Below are lines of data; restate word for word those running from the line containing "a.wrapping_sub(b)" to the line containing "engine.run(self.max_cycles)", inclusive, and no others.

## Study material
________
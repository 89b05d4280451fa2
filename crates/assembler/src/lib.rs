//! Two-pass assembler for the MIPS-subset simulator.
//!
//! Pass 1 parses source lines and assigns label addresses; pass 2 encodes
//! instructions through the `sim-core` codec, resolving branch and jump
//! targets against the symbol table. The textual word-list format consumed
//! by the simulator loader lives in [`wordfile`].

/// Top-level two-pass assembly pipeline.
pub mod assembler;
/// Instruction encoding against the symbol table.
pub mod encoder;
/// Structured assembly error types.
pub mod errors;
/// Source line parser for labels, mnemonics, and operands.
pub mod parser;
/// Symbol table built during pass 1.
pub mod symbols;
/// Word-list text format reader/writer.
pub mod wordfile;

pub use assembler::assemble;
pub use errors::{AssembleError, AssembleErrorKind};
pub use wordfile::{format_words, parse_words, WordFileError};

#[cfg(test)]
use tempfile as _;
//! Integration tests for the mipsim CLI.

use std::fs;
use std::path::PathBuf;
use std::process::Command;

use assembler::format_words;
use sim_core::{encode_immediate, HALT_WORD, OP_ADDI, OP_LW};

fn binary_path() -> PathBuf {
    let mut path = std::env::current_exe().unwrap();
    path.pop();
    path.pop();
    path.join("mipsim")
}

fn create_temp_file(dir: &std::path::Path, name: &str, content: &str) -> PathBuf {
    let path = dir.join(name);
    fs::write(&path, content).unwrap();
    path
}

#[test]
fn runs_an_assembly_program_and_prints_the_scoreboard() {
    let temp_dir = tempfile::tempdir().unwrap();
    let program = create_temp_file(
        temp_dir.path(),
        "sum.asm",
        "addi $t0, $zero, 5\naddi $t1, $zero, 7\nadd $t2, $t0, $t1\nhalt\n",
    );

    let output = Command::new(binary_path())
        .args([program.to_str().unwrap()])
        .output()
        .expect("failed to run mipsim");

    assert!(output.status.success());
    let stdout = String::from_utf8_lossy(&output.stdout);
    assert!(stdout.contains(&format!("{:<5}={:>#10x}", "$t2", 12)));
    assert!(stdout.contains("PC=0x0000000C | Halted"));
    assert!(stdout.contains("retired={ add:1, addi:2, halt:1 }"));
}

#[test]
fn runs_a_word_list_program() {
    let temp_dir = tempfile::tempdir().unwrap();
    let words = vec![encode_immediate(OP_ADDI, 0, 8, 9), HALT_WORD];
    let program = create_temp_file(temp_dir.path(), "tiny.bin", &format_words(&words));

    let output = Command::new(binary_path())
        .args([program.to_str().unwrap()])
        .output()
        .expect("failed to run mipsim");

    assert!(output.status.success());
    let stdout = String::from_utf8_lossy(&output.stdout);
    assert!(stdout.contains(&format!("{:<5}={:>#10x}", "$t0", 9)));
}

#[test]
fn max_cycles_stops_a_runaway_program() {
    let temp_dir = tempfile::tempdir().unwrap();
    let program = create_temp_file(
        temp_dir.path(),
        "spin.asm",
        "loop:\nj loop\nhalt\n",
    );

    let output = Command::new(binary_path())
        .args([program.to_str().unwrap(), "--max-cycles", "3"])
        .output()
        .expect("failed to run mipsim");

    assert!(output.status.success());
    let stdout = String::from_utf8_lossy(&output.stdout);
    // One scoreboard per cycle.
    assert_eq!(stdout.matches("| PC=0x").count(), 3);
}

#[test]
fn faults_are_reported_with_the_faulting_pc() {
    let temp_dir = tempfile::tempdir().unwrap();
    let words = vec![encode_immediate(OP_LW, 0, 9, 0x100), HALT_WORD];
    let program = create_temp_file(temp_dir.path(), "oob.bin", &format_words(&words));

    let output = Command::new(binary_path())
        .args([program.to_str().unwrap(), "--mem-bytes", "64"])
        .output()
        .expect("failed to run mipsim");

    assert!(!output.status.success());
    let stderr = String::from_utf8_lossy(&output.stderr);
    assert!(stderr.contains("fault at pc=0x00000000"));
    assert!(stderr.contains("out-of-bounds"));
}

#[test]
fn assembly_errors_carry_the_source_line() {
    let temp_dir = tempfile::tempdir().unwrap();
    let program = create_temp_file(temp_dir.path(), "bad.asm", "halt\nfrobnicate $t0\n");

    let output = Command::new(binary_path())
        .args([program.to_str().unwrap()])
        .output()
        .expect("failed to run mipsim");

    assert!(!output.status.success());
    let stderr = String::from_utf8_lossy(&output.stderr);
    assert!(stderr.contains("bad.asm:2: error: unknown mnemonic 'frobnicate'"));
}

#[test]
fn help_prints_usage() {
    let output = Command::new(binary_path())
        .args(["--help"])
        .output()
        .expect("failed to run mipsim");

    assert!(output.status.success());
    let stdout = String::from_utf8_lossy(&output.stdout);
    assert!(stdout.contains("Usage: mipsim"));
}
//! Stateless 32-bit arithmetic-logic unit.
//!
//! Every operation wraps silently at 32 bits; there is no overflow fault in
//! this datapath. `slt` reinterprets both operands as signed two's-complement
//! values before comparing.

/// ALU operations, keyed by the stable names used in statistics.
#[derive(Debug, Clone, Copy, PartialEq, Eq, Hash)]
#[cfg_attr(feature = "serde", derive(serde::Deserialize, serde::Serialize))]
#[allow(missing_docs)]
pub enum AluOp {
    Add,
    Sub,
    And,
    Or,
    Slt,
}

impl AluOp {
    /// Returns the stable statistics key for this operation.
    #[must_use]
    pub const fn name(self) -> &'static str {
        match self {
            Self::Add => "add",
            Self::Sub => "sub",
            Self::And => "and",
            Self::Or => "or",
            Self::Slt => "slt",
        }
    }

    /// Applies this operation to two 32-bit operands.
    #[must_use]
    pub const fn apply(self, a: u32, b: u32) -> u32 {
        match self {
            Self::Add => add(a, b),
            Self::Sub => sub(a, b),
            Self::And => and(a, b),
            Self::Or => or(a, b),
            Self::Slt => slt(a, b),
        }
    }
}

/// Two's-complement addition with 32-bit wraparound.
#[must_use]
pub const fn add(a: u32, b: u32) -> u32 {
    a.wrapping_add(b)
}

/// Two's-complement subtraction with 32-bit wraparound.
#[must_use]
pub const fn sub(a: u32, b: u32) -> u32 {
    a.wrapping_sub(b)
}

/// Bitwise AND.
#[must_use]
pub const fn and(a: u32, b: u32) -> u32 {
    a & b
}

/// Bitwise OR.
#[must_use]
pub const fn or(a: u32, b: u32) -> u32 {
    a | b
}

/// Signed set-less-than: 1 when `a < b` as two's-complement values, else 0.
#[must_use]
pub const fn slt(a: u32, b: u32) -> u32 {
    ((a as i32) < (b as i32)) as u32
}
//! Run-mode driver: continuous execution or interactive single-stepping.
//!
//! Pacing lives here, outside the engine. Continuous mode delegates to
//! `Engine::run`; interactive mode prompts on stdin before each cycle.

use std::io::{self, BufRead as _, Write as _};

use sim_core::{Engine, Fault, RunState};

/// Drives an engine to completion in either continuous or step mode.
pub struct RunController {
    step_mode: bool,
    max_cycles: Option<u64>,
}

impl RunController {
    /// Creates a controller; `max_cycles` caps both modes.
    #[must_use]
    pub const fn new(step_mode: bool, max_cycles: Option<u64>) -> Self {
        Self {
            step_mode,
            max_cycles,
        }
    }

    /// Runs `engine` until halt, fault, cycle cap, or (in step mode) quit.
    ///
    /// Returns the number of cycles stepped.
    ///
    /// # Errors
    ///
    /// Propagates the first [`Fault`] raised by the engine.
    pub fn run(&self, engine: &mut Engine) -> Result<u64, Fault> {
        if self.step_mode {
            self.run_interactive(engine)
        } else {
            engine.run(self.max_cycles)
        }
    }

    fn run_interactive(&self, engine: &mut Engine) -> Result<u64, Fault> {
        let stdin = io::stdin();
        let mut input = String::new();
        let mut steps = 0u64;
        while matches!(engine.run_state(), RunState::Running) {
            if self.max_cycles.is_some_and(|cap| steps >= cap) {
                break;
            }
            print!("[Enter=step, q=quit] ");
            let _ = io::stdout().flush();
            input.clear();
            // EOF or a read error ends the session like an explicit quit.
            if stdin.lock().read_line(&mut input).unwrap_or(0) == 0 {
                break;
            }
            if input.trim().to_ascii_lowercase().starts_with('q') {
                break;
            }
            engine.step()?;
            steps += 1;
        }
        Ok(steps)
    }
}

#[cfg(test)]
mod tests {
    use super::RunController;
    use sim_core::{Engine, Fault, RunState, HALT_WORD, OP_ADDI};

    fn counting_program() -> Vec<u32> {
        vec![
            sim_core::encode_immediate(OP_ADDI, 8, 8, 1),
            sim_core::encode_immediate(OP_ADDI, 8, 8, 1),
            HALT_WORD,
        ]
    }

    #[test]
    fn continuous_mode_runs_to_halt() {
        let mut engine = Engine::new(64);
        engine.load(&counting_program(), 0).unwrap();
        let steps = RunController::new(false, None).run(&mut engine).unwrap();
        assert_eq!(steps, 3);
        assert_eq!(engine.run_state(), RunState::Halted);
        assert_eq!(engine.registers().read(8), 2);
    }

    #[test]
    fn continuous_mode_honors_the_cycle_cap() {
        let mut engine = Engine::new(64);
        engine.load(&counting_program(), 0).unwrap();
        let steps = RunController::new(false, Some(1)).run(&mut engine).unwrap();
        assert_eq!(steps, 1);
        assert_eq!(engine.run_state(), RunState::Running);
    }

    #[test]
    fn continuous_mode_surfaces_engine_faults() {
        let mut engine = Engine::new(8);
        // No halt in range; the third fetch runs off the store.
        engine
            .load(
                &[
                    sim_core::encode_immediate(OP_ADDI, 8, 8, 1),
                    sim_core::encode_immediate(OP_ADDI, 8, 8, 1),
                ],
                0,
            )
            .unwrap();
        assert_eq!(
            RunController::new(false, None).run(&mut engine),
            Err(Fault::OutOfBoundsAccess { addr: 8, size: 8 })
        );
    }
}
//! Structured error reporting for the assembler.
//!
//! Errors format in the conventional `line: error: message` style so the
//! CLI can prefix them with the input path:
//!
//! ```text
//! program.asm:12: error: unknown mnemonic 'foo'
//! ```

use std::error::Error;
use std::fmt;

/// Classification of assembly failures.
#[derive(Debug, Clone, PartialEq, Eq)]
pub enum AssembleErrorKind {
    /// Mnemonic is not in the supported set.
    UnknownMnemonic(String),
    /// Register operand does not name a register.
    UnknownRegister(String),
    /// Branch or jump target references an undeclared label.
    UnresolvedLabel(String),
    /// Label declared more than once.
    DuplicateLabel(String),
    /// Operand count does not match the mnemonic's form.
    BadOperandCount {
        /// Mnemonic as written.
        mnemonic: String,
        /// Operands the form requires.
        expected: usize,
        /// Operands found on the line.
        found: usize,
    },
    /// Operand has the wrong shape for its position.
    BadOperand(String),
    /// Immediate does not fit the 16-bit field.
    ImmediateOutOfRange(i64),
}

impl fmt::Display for AssembleErrorKind {
    fn fmt(&self, f: &mut fmt::Formatter<'_>) -> fmt::Result {
        match self {
            Self::UnknownMnemonic(name) => write!(f, "unknown mnemonic '{name}'"),
            Self::UnknownRegister(name) => write!(f, "unknown register '{name}'"),
            Self::UnresolvedLabel(name) => write!(f, "unresolved label '{name}'"),
            Self::DuplicateLabel(name) => write!(f, "duplicate label '{name}'"),
            Self::BadOperandCount {
                mnemonic,
                expected,
                found,
            } => write!(f, "'{mnemonic}' expects {expected} operands, found {found}"),
            Self::BadOperand(detail) => write!(f, "bad operand: {detail}"),
            Self::ImmediateOutOfRange(value) => {
                write!(f, "immediate {value} does not fit in 16 bits")
            }
        }
    }
}

/// An assembly failure tied to its 1-indexed source line.
#[derive(Debug, Clone, PartialEq, Eq)]
pub struct AssembleError {
    /// 1-indexed source line.
    pub line: usize,
    /// What went wrong.
    pub kind: AssembleErrorKind,
}

impl AssembleError {
    /// Ties an error kind to a source line.
    #[must_use]
    pub const fn new(line: usize, kind: AssembleErrorKind) -> Self {
        Self { line, kind }
    }
}

impl fmt::Display for AssembleError {
    fn fmt(&self, f: &mut fmt::Formatter<'_>) -> fmt::Result {
        write!(f, "{}: error: {}", self.line, self.kind)
    }
}

impl Error for AssembleError {}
________
## Result
    a.wrapping_sub(b)
}

/// Bitwise AND.
#[must_use]
pub const fn and(a: u32, b: u32) -> u32 {
    a & b
}

/// Bitwise OR.
#[must_use]
pub const fn or(a: u32, b: u32) -> u32 {
    a | b
}

/// Signed set-less-than: 1 when `a < b` as two's-complement values, else 0.
#[must_use]
pub const fn slt(a: u32, b: u32) -> u32 {
    ((a as i32) < (b as i32)) as u32
}
//! Run-mode driver: continuous execution or interactive single-stepping.
//!
//! Pacing lives here, outside the engine. Continuous mode delegates to
//! `Engine::run`; interactive mode prompts on stdin before each cycle.

use std::io::{self, BufRead as _, Write as _};

use sim_core::{Engine, Fault, RunState};

/// Drives an engine to completion in either continuous or step mode.
pub struct RunController {
    step_mode: bool,
    max_cycles: Option<u64>,
}

impl RunController {
    /// Creates a controller; `max_cycles` caps both modes.
    #[must_use]
    pub const fn new(step_mode: bool, max_cycles: Option<u64>) -> Self {
        Self {
            step_mode,
            max_cycles,
        }
    }

    /// Runs `engine` until halt, fault, cycle cap, or (in step mode) quit.
    ///
    /// Returns the number of cycles stepped.
    ///
    /// # Errors
    ///
    /// Propagates the first [`Fault`] raised by the engine.
    pub fn run(&self, engine: &mut Engine) -> Result<u64, Fault> {
        if self.step_mode {
            self.run_interactive(engine)
        } else {
            engine.run(self.max_cycles)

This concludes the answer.